Salmon is full of the omega-3’s EPA and DHA as well as vitamin D. EPA and DHA help regulate the neurotransmitters dopamine and serotonin which help us to feel happier and more relaxed. Vitamin D (which can get low especially in the winter months) also helps control these “feel good” neurotransmitters.
There may actually be a reason we turn to chocolate when we're feeling blue. The flavanols in dark chocolate improve blood flow to the brain, allowing us to better deal with stressful situations. It's even possible that dark chocolate could increase serotonin levels to help reduce anxiety.
One study showed that people who ate 40 grams of dark chocolate every day over a two week period reported significantly lower levels of stress! Opt for fair trade dark chocolate with over 70% cacao and keep your portions mindful.
Oats are a good source of the amino acid tryptophan which is converted to serotonin in the body and can promote relaxation. Turkey is another more well known source of tryptophan due to the famous Thanksgiving “turkey coma”.
Just as important as what we put in our bodies is what we keep out. If you are suffering from anxiety, avoid excess caffeine, alcohol, and sugar as they can exacerbate those negative feelings.
I love to start my day with this rich and chocolatey overnight oats recipe because not only is it delicious and satisfying, I know the combination of healthy fats and fiber plus flavanols and serotonin boosting ingredients will help me prevent and cope with any anxiety that arises.

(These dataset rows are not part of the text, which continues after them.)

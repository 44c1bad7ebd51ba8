// Glyphkeys Hook Manager
// Owns the keyboard grab, routes every event, and executes the engine's
// decisions through the output sink.

pub mod discovery;

use crate::action::KeyAction;
use crate::capture::{CaptureError, DeviceCapture};
use crate::engine::{EngineAction, InterceptionEngine};
use crate::key::KeyCode;
use crate::observer::Severity;
use crate::probe::ModifierProbe;
use std::sync::atomic::{AtomicBool, Ordering};
use std::sync::Arc;

/// evdev event type for key events.
pub const EV_KEY: u16 = 0x01;

/// Where an event came from.
#[derive(Debug, Clone, Copy, PartialEq, Eq)]
pub enum EventOrigin {
    /// A grabbed physical device.
    Physical,
    /// Our own virtual output device, read back through the loopback tap.
    Loopback,
}

/// One input event as the hook sees it.
#[derive(Debug, Clone, Copy, PartialEq, Eq)]
pub struct RawKeyEvent {
    pub event_type: u16,
    pub code: u16,
    pub value: i32,
    pub origin: EventOrigin,
}

impl RawKeyEvent {
    pub fn new(event_type: u16, code: u16, value: i32, origin: EventOrigin) -> Self {
        Self {
            event_type,
            code,
            value,
            origin,
        }
    }

    pub fn key_press(key: KeyCode) -> Self {
        Self::new(EV_KEY, key.code(), 1, EventOrigin::Physical)
    }

    pub fn key_release(key: KeyCode) -> Self {
        Self::new(EV_KEY, key.code(), 0, EventOrigin::Physical)
    }

    pub fn key_repeat(key: KeyCode) -> Self {
        Self::new(EV_KEY, key.code(), 2, EventOrigin::Physical)
    }

    /// Same event, marked as coming from the loopback tap.
    pub fn as_loopback(mut self) -> Self {
        self.origin = EventOrigin::Loopback;
        self
    }

    pub fn is_key(&self) -> bool {
        self.event_type == EV_KEY
    }

    pub fn key_code(&self) -> KeyCode {
        KeyCode::new(self.code)
    }

    pub fn action(&self) -> Option<KeyAction> {
        KeyAction::from_value(self.value)
    }
}

/// Hook-level errors: capture trouble and synthesis trouble.
#[derive(Debug, thiserror::Error)]
pub enum HookError {
    #[error("device capture failed: {0}")]
    Capture(#[from] CaptureError),

    #[error("synthetic injection failed: {0}")]
    Injection(String),

    #[error("output device unavailable: {0}")]
    Output(String),
}

/// Platform output seam.
///
/// Production is the uinput sink; tests script one. `inject_text` is
/// synchronous: it returns the loopback echoes its own writes produced,
/// in order, so the caller can route them deterministically.
pub trait KeySink: Send {
    /// Re-emit a physical event unchanged. Loopback events are already on
    /// their way to the OS and must be ignored here, or every echo would
    /// echo again.
    fn forward(&mut self, event: &RawKeyEvent) -> Result<(), HookError>;

    /// Press the keys for every character of `text` on the virtual device
    /// and collect the echoes that come back through the tap.
    fn inject_text(&mut self, text: &str) -> Result<Vec<RawKeyEvent>, HookError>;

    /// Audible alert for beep-on-block.
    fn alert(&mut self);

    /// Discard stale loopback echoes (from earlier forwards).
    fn flush_echoes(&mut self) {}

    /// Release anything the sink still holds down. Called at shutdown.
    fn release_held(&mut self) {}
}

/// Re-entrancy guard around synthetic injection.
///
/// While a span is live, loopback events are forwarded untouched instead
/// of being decided, which is what keeps Intercept mode from feeding on
/// its own output. The span clears on drop, so a failed injection can
/// never leave the guard stuck.
#[derive(Debug, Default)]
pub struct SelfEchoGuard {
    engaged: Arc<AtomicBool>,
}

impl SelfEchoGuard {
    pub fn new() -> Self {
        Self::default()
    }

    pub fn is_engaged(&self) -> bool {
        self.engaged.load(Ordering::Acquire)
    }

    pub fn engage(&self) -> EchoSpan {
        self.engaged.store(true, Ordering::Release);
        EchoSpan {
            engaged: Arc::clone(&self.engaged),
        }
    }
}

/// Live span of one synthesis.
pub struct EchoSpan {
    engaged: Arc<AtomicBool>,
}

impl Drop for EchoSpan {
    fn drop(&mut self) {
        self.engaged.store(false, Ordering::Release);
    }
}

/// What the hook did with one event.
#[derive(Debug, Clone, Copy, PartialEq, Eq)]
pub enum Disposition {
    /// Passed through: non-key event, release, guarded echo, or a
    /// forwarding decision.
    Forwarded,
    /// Swallowed.
    Blocked,
    /// Swallowed, synthetic replacement sent.
    Replaced,
}

/// Outcome of one poll cycle.
#[derive(Debug, Clone, Copy, PartialEq, Eq)]
pub enum PollOutcome {
    /// No grab installed, nothing to poll.
    Idle,
    /// This many events were routed (zero on a quiet timeout).
    Handled(usize),
    /// The emergency eject key was pressed.
    Eject,
}

/// Owns the grab, the sink, the probe, and the echo guard.
pub struct HookManager {
    engine: InterceptionEngine,
    probe: ModifierProbe,
    sink: Box<dyn KeySink>,
    guard: SelfEchoGuard,
    capture: Option<DeviceCapture>,
}

impl HookManager {
    pub fn new(engine: InterceptionEngine, sink: Box<dyn KeySink>) -> Self {
        Self {
            engine,
            probe: ModifierProbe::new(),
            sink,
            guard: SelfEchoGuard::new(),
            capture: None,
        }
    }

    pub fn engine(&self) -> &InterceptionEngine {
        &self.engine
    }

    pub fn engine_mut(&mut self) -> &mut InterceptionEngine {
        &mut self.engine
    }

    pub fn probe(&self) -> &ModifierProbe {
        &self.probe
    }

    pub fn is_registered(&self) -> bool {
        self.capture.is_some()
    }

    pub fn guard_engaged(&self) -> bool {
        self.guard.is_engaged()
    }

    /// Install the grab. Re-registering releases the old grab first. On
    /// failure the hook stays unregistered and keys keep flowing straight
    /// to the OS; the caller decides whether to retry or idle.
    pub fn register(&mut self, device_filter: &[String]) -> Result<(), HookError> {
        if self.capture.is_some() {
            self.unregister();
        }
        match DeviceCapture::grab_keyboards(device_filter) {
            Ok(capture) => {
                log::info!("grabbed {} keyboard device(s)", capture.device_count());
                self.capture = Some(capture);
                Ok(())
            }
            Err(err) => {
                log::error!("keyboard grab failed: {}", err);
                self.engine
                    .notify_hook_failure(Severity::Error, &format!("keyboard grab failed: {}", err));
                Err(HookError::Capture(err))
            }
        }
    }

    /// Release the grab. Idempotent.
    pub fn unregister(&mut self) {
        if let Some(mut capture) = self.capture.take() {
            capture.ungrab_all();
            log::info!("keyboard grab released");
        }
    }

    /// Release the grab and anything still held on the output side.
    pub fn shutdown(&mut self) {
        self.unregister();
        self.sink.release_held();
    }

    pub fn device_names(&self) -> Vec<String> {
        self.capture
            .as_ref()
            .map(|c| c.device_names())
            .unwrap_or_default()
    }

    /// Poll the grabbed devices once and route everything that arrived.
    pub fn run_once(
        &mut self,
        timeout_ms: i32,
        eject_key: Option<KeyCode>,
    ) -> Result<PollOutcome, HookError> {
        let Some(capture) = self.capture.as_mut() else {
            return Ok(PollOutcome::Idle);
        };
        let events = capture.poll(timeout_ms)?;
        // forwarded keys echo into the tap; keep it drained between
        // syntheses so the queue cannot grow without bound
        self.sink.flush_echoes();
        let mut handled = 0;
        for event in events {
            if let Some(eject) = eject_key {
                if event.origin == EventOrigin::Physical
                    && event.is_key()
                    && event.code == eject.code()
                    && event.action() == Some(KeyAction::Press)
                {
                    log::warn!("emergency eject key pressed, releasing the grab");
                    return Ok(PollOutcome::Eject);
                }
            }
            self.handle_event(event);
            handled += 1;
        }
        Ok(PollOutcome::Handled(handled))
    }

    /// Route one event. Never fails: per-event trouble is logged and the
    /// stream keeps flowing.
    pub fn handle_event(&mut self, event: RawKeyEvent) -> Disposition {
        if !event.is_key() {
            self.forward_quietly(&event);
            return Disposition::Forwarded;
        }
        let key = event.key_code();
        let action = match event.action() {
            Some(action) => action,
            None => {
                self.forward_quietly(&event);
                return Disposition::Forwarded;
            }
        };

        // Probe first: modifier state must track every transition, echoes
        // and releases included, before anything is decided.
        self.probe.observe(key, action);

        if self.guard.is_engaged() && event.origin == EventOrigin::Loopback {
            self.forward_quietly(&event);
            return Disposition::Forwarded;
        }

        if action.is_release() {
            self.forward_quietly(&event);
            return Disposition::Forwarded;
        }

        let disposition = match self.engine.decide(key, &self.probe) {
            EngineAction::Forward => {
                self.forward_quietly(&event);
                Disposition::Forwarded
            }
            EngineAction::Block => {
                if self.engine.context().beep_on_block() {
                    self.sink.alert();
                }
                Disposition::Blocked
            }
            EngineAction::Replace(text) => {
                if let Err(err) = self.synthesize(&text) {
                    log::error!("synthesis failed, keystroke dropped: {}", err);
                    self.engine.notify_hook_failure(
                        Severity::Warning,
                        &format!("synthesis failed: {}", err),
                    );
                }
                Disposition::Replaced
            }
        };
        log::trace!(
            "key={} origin={:?} disposition={:?}",
            key, event.origin, disposition
        );
        disposition
    }

    /// Inject `text` under the self-echo guard and route the echoes back
    /// through the hook. The guard is released on every path out.
    pub fn synthesize(&mut self, text: &str) -> Result<(), HookError> {
        self.sink.flush_echoes();
        let _span = self.guard.engage();
        let echoes = self.sink.inject_text(text)?;
        for echo in echoes {
            self.handle_event(echo);
        }
        Ok(())
    }

    fn forward_quietly(&mut self, event: &RawKeyEvent) {
        if let Err(err) = self.sink.forward(event) {
            log::error!("forward failed for {}: {}", event.key_code(), err);
        }
    }
}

· 1/2 cup old fashioned oats
· ½ cup almond milk or coconut milk
· 1/4th cup plain Greek yogurt or coconut yogurt
· 1 teaspoon chia seeds
· 1 teaspoon flax seeds
· ½ teaspoon vanilla extract
· 2 tablespoons natural peanut butter
· 2 tablespoons unsweetened cocoa powder
· ¼ teaspoon cinnamon
· ¼ banana, sliced
· ¼ cup unsweetened flaked coconut
1. Using 16 oz jar, add all the ingredients and mix together.
2. Leave in the fridge for at least 3hours or overnight. I recommend adding the banana and coconut flakes right before consumption.